We don’t agree with this assertion that temperature control for heavy fuel oil operation on motor ships is adequate.
One side of our argument is that fuel supplied comes within a viscosity tolerance, not one specific value, and that the relationship between temperature and viscosity (Viscosity Index) does not follow a single ratio. Therefore, there is no specific temperature related to the required injection viscosity for fuels supplied. Depending on viscosity index and specific viscosity of fuel supplied the right temperature may lie within a 0 – 20oC temperature range, if the fuel is within specification.
The other side is the inverse of the above. Because the right viscosity may be within a 20oC range, the corresponding change in viscosity from this temperature range will be as much as 7cSt. This is a significant difference in viscosity, affecting fuel consumption and engine maintenance.

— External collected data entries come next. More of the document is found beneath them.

use std::sync::atomic::{AtomicUsize, Ordering};
use std::sync::Arc;

use async_trait::async_trait;

use cadence_core::{
    traits::Transport, SchedulerError, SchedulerResult, Task, TaskList,
};
use cadence_infrastructure::{
    FailoverTransport, InMemoryTransport, LazyTransport, LongTailTransport, RoundRobinTransport,
    TransportBuilder, ALL_TRANSPORTS_FAILED, NO_TRANSPORT_FOUND,
};

/// 所有操作都失败的传输层
#[derive(Default)]
struct BrokenTransport {
    calls: AtomicUsize,
}

impl BrokenTransport {
    fn fail<T>(&self) -> SchedulerResult<T> {
        self.calls.fetch_add(1, Ordering::SeqCst);
        Err(SchedulerError::transport("后端不可用"))
    }
}

#[async_trait]
impl Transport for BrokenTransport {
    async fn get(&self, _name: &str) -> SchedulerResult<Task> {
        self.fail()
    }

    async fn list(&self) -> SchedulerResult<TaskList> {
        self.fail()
    }

    async fn create(&self, _task: Task) -> SchedulerResult<()> {
        self.fail()
    }

    async fn update(&self, _name: &str, _task: Task) -> SchedulerResult<()> {
        self.fail()
    }

    async fn delete(&self, _name: &str) -> SchedulerResult<()> {
        self.fail()
    }

    async fn pause(&self, _name: &str) -> SchedulerResult<()> {
        self.fail()
    }

    async fn resume(&self, _name: &str) -> SchedulerResult<()> {
        self.fail()
    }

    async fn clear(&self) -> SchedulerResult<()> {
        self.fail()
    }

    fn name(&self) -> &str {
        "broken"
    }
}

fn create_test_task(name: &str) -> Task {
    Task::new(name).unwrap()
}

fn assert_transport_error(result: SchedulerResult<impl std::fmt::Debug>, expected: &str) {
    match result {
        Err(SchedulerError::Transport(message)) => assert!(
            message.starts_with(expected),
            "错误信息 {message} 应以 {expected} 开头"
        ),
        other => panic!("应返回传输错误，实际为 {other:?}"),
    }
}

#[tokio::test]
async fn test_failover_swallows_member_error() {
    let broken = Arc::new(BrokenTransport::default());
    let memory = Arc::new(InMemoryTransport::default());
    memory.create(create_test_task("foo")).await.unwrap();

    let failover = FailoverTransport::new(vec![broken.clone(), memory.clone()]);
    assert_eq!(failover.get("foo").await.unwrap().name(), "foo");
    assert_eq!(broken.calls.load(Ordering::SeqCst), 1);

    failover.create(create_test_task("bar")).await.unwrap();
    assert!(memory.get("bar").await.is_ok());
    assert_eq!(failover.name(), "failover");
}

#[tokio::test]
async fn test_failover_without_members() {
    let failover = FailoverTransport::new(vec![]);

    assert_transport_error(failover.get("foo").await, NO_TRANSPORT_FOUND);
    assert_transport_error(failover.list().await, NO_TRANSPORT_FOUND);
    assert_transport_error(failover.create(create_test_task("foo")).await, NO_TRANSPORT_FOUND);
    assert_transport_error(failover.update("foo", create_test_task("foo")).await, NO_TRANSPORT_FOUND);
    assert_transport_error(failover.delete("foo").await, NO_TRANSPORT_FOUND);
    assert_transport_error(failover.pause("foo").await, NO_TRANSPORT_FOUND);
    assert_transport_error(failover.resume("foo").await, NO_TRANSPORT_FOUND);
    assert_transport_error(failover.clear().await, NO_TRANSPORT_FOUND);
}

#[tokio::test]
async fn test_failover_all_members_failed() {
    let failover = FailoverTransport::new(vec![
        Arc::new(BrokenTransport::default()),
        Arc::new(BrokenTransport::default()),
    ]);
    assert_transport_error(failover.list().await, ALL_TRANSPORTS_FAILED);
}

#[tokio::test]
async fn test_round_robin_rotates_after_quantum() {
    let first = Arc::new(InMemoryTransport::default());
    let second = Arc::new(InMemoryTransport::default());
    let round_robin = RoundRobinTransport::new(vec![first.clone(), second.clone()], 2).unwrap();

    for name in ["a", "b", "c", "d", "e"] {
        round_robin.create(create_test_task(name)).await.unwrap();
    }

    assert_eq!(first.list().await.unwrap().names(), vec!["a", "b", "e"]);
    assert_eq!(second.list().await.unwrap().names(), vec!["c", "d"]);
    assert_eq!(round_robin.quantum(), 2);
}

#[tokio::test]
async fn test_round_robin_falls_through_failures() {
    let broken = Arc::new(BrokenTransport::default());
    let memory = Arc::new(InMemoryTransport::default());
    let round_robin = RoundRobinTransport::new(vec![broken.clone(), memory.clone()], 1).unwrap();

    round_robin.create(create_test_task("foo")).await.unwrap();
    assert_eq!(round_robin.current_start(), 1);
    round_robin.create(create_test_task("bar")).await.unwrap();

    assert_eq!(memory.count().await.unwrap(), 2);
}

#[test]
fn test_round_robin_rejects_zero_quantum() {
    assert!(matches!(
        RoundRobinTransport::new(vec![Arc::new(InMemoryTransport::default())], 0),
        Err(SchedulerError::InvalidArgument(_))
    ));
}

#[tokio::test]
async fn test_long_tail_prefers_fewest_tasks() {
    let busy = Arc::new(InMemoryTransport::default());
    busy.create(create_test_task("existing")).await.unwrap();
    let idle = Arc::new(InMemoryTransport::default());
    let broken = Arc::new(BrokenTransport::default());

    let long_tail = LongTailTransport::new(vec![broken, busy.clone(), idle.clone()]);
    long_tail.create(create_test_task("foo")).await.unwrap();
    assert!(idle.get("foo").await.is_ok());

    // 两个成员任务数相同时保持原顺序
    long_tail.create(create_test_task("bar")).await.unwrap();
    assert!(busy.get("bar").await.is_ok());
}

#[tokio::test]
async fn test_lazy_transport_initializes_on_first_use() {
    let builds = Arc::new(AtomicUsize::new(0));
    let counter = builds.clone();
    let builder: TransportBuilder = Arc::new(move || -> SchedulerResult<Arc<dyn Transport>> {
        counter.fetch_add(1, Ordering::SeqCst);
        Ok(Arc::new(InMemoryTransport::default()))
    });

    let lazy = LazyTransport::from_builder(builder);
    assert!(!lazy.is_initialized());

    lazy.create(create_test_task("foo")).await.unwrap();
    assert!(lazy.is_initialized());
    assert_eq!(lazy.list().await.unwrap().len(), 1);
    assert_eq!(builds.load(Ordering::SeqCst), 1);
}

#[tokio::test]
async fn test_lazy_transport_on_get() {
    let lazy = LazyTransport::new(Arc::new(InMemoryTransport::default()));
    assert!(!lazy.is_initialized());
    assert!(lazy.get("foo").await.unwrap_err().is_not_found());
    assert!(lazy.is_initialized());
}

#[tokio::test]
async fn test_nested_composites() {
    let inner = Arc::new(FailoverTransport::new(vec![
        Arc::new(BrokenTransport::default()),
        Arc::new(InMemoryTransport::default()),
    ]));
    let outer = LazyTransport::new(inner);

    outer.create(create_test_task("foo")).await.unwrap();
    outer.pause("foo").await.unwrap();
    assert!(outer.get("foo").await.unwrap().is_paused());
}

The larger the diesel engine, the slower the speed, the higher the cylinder output, the larger the fuel quantity injected per work stroke. The larger the engine the heavier the fuel. These are facts on ships, therefore tighter viscosity control becomes more important with increased engine size.
The right viscosity means
Good fuel injection with good fuel combustion,
No excessive loading of injection equipment and cam shaft,
Reduced maintenance of diesel engine = cost savings,
Reduced wear = cost savings,
Optimal fuel consumption = fuel savings.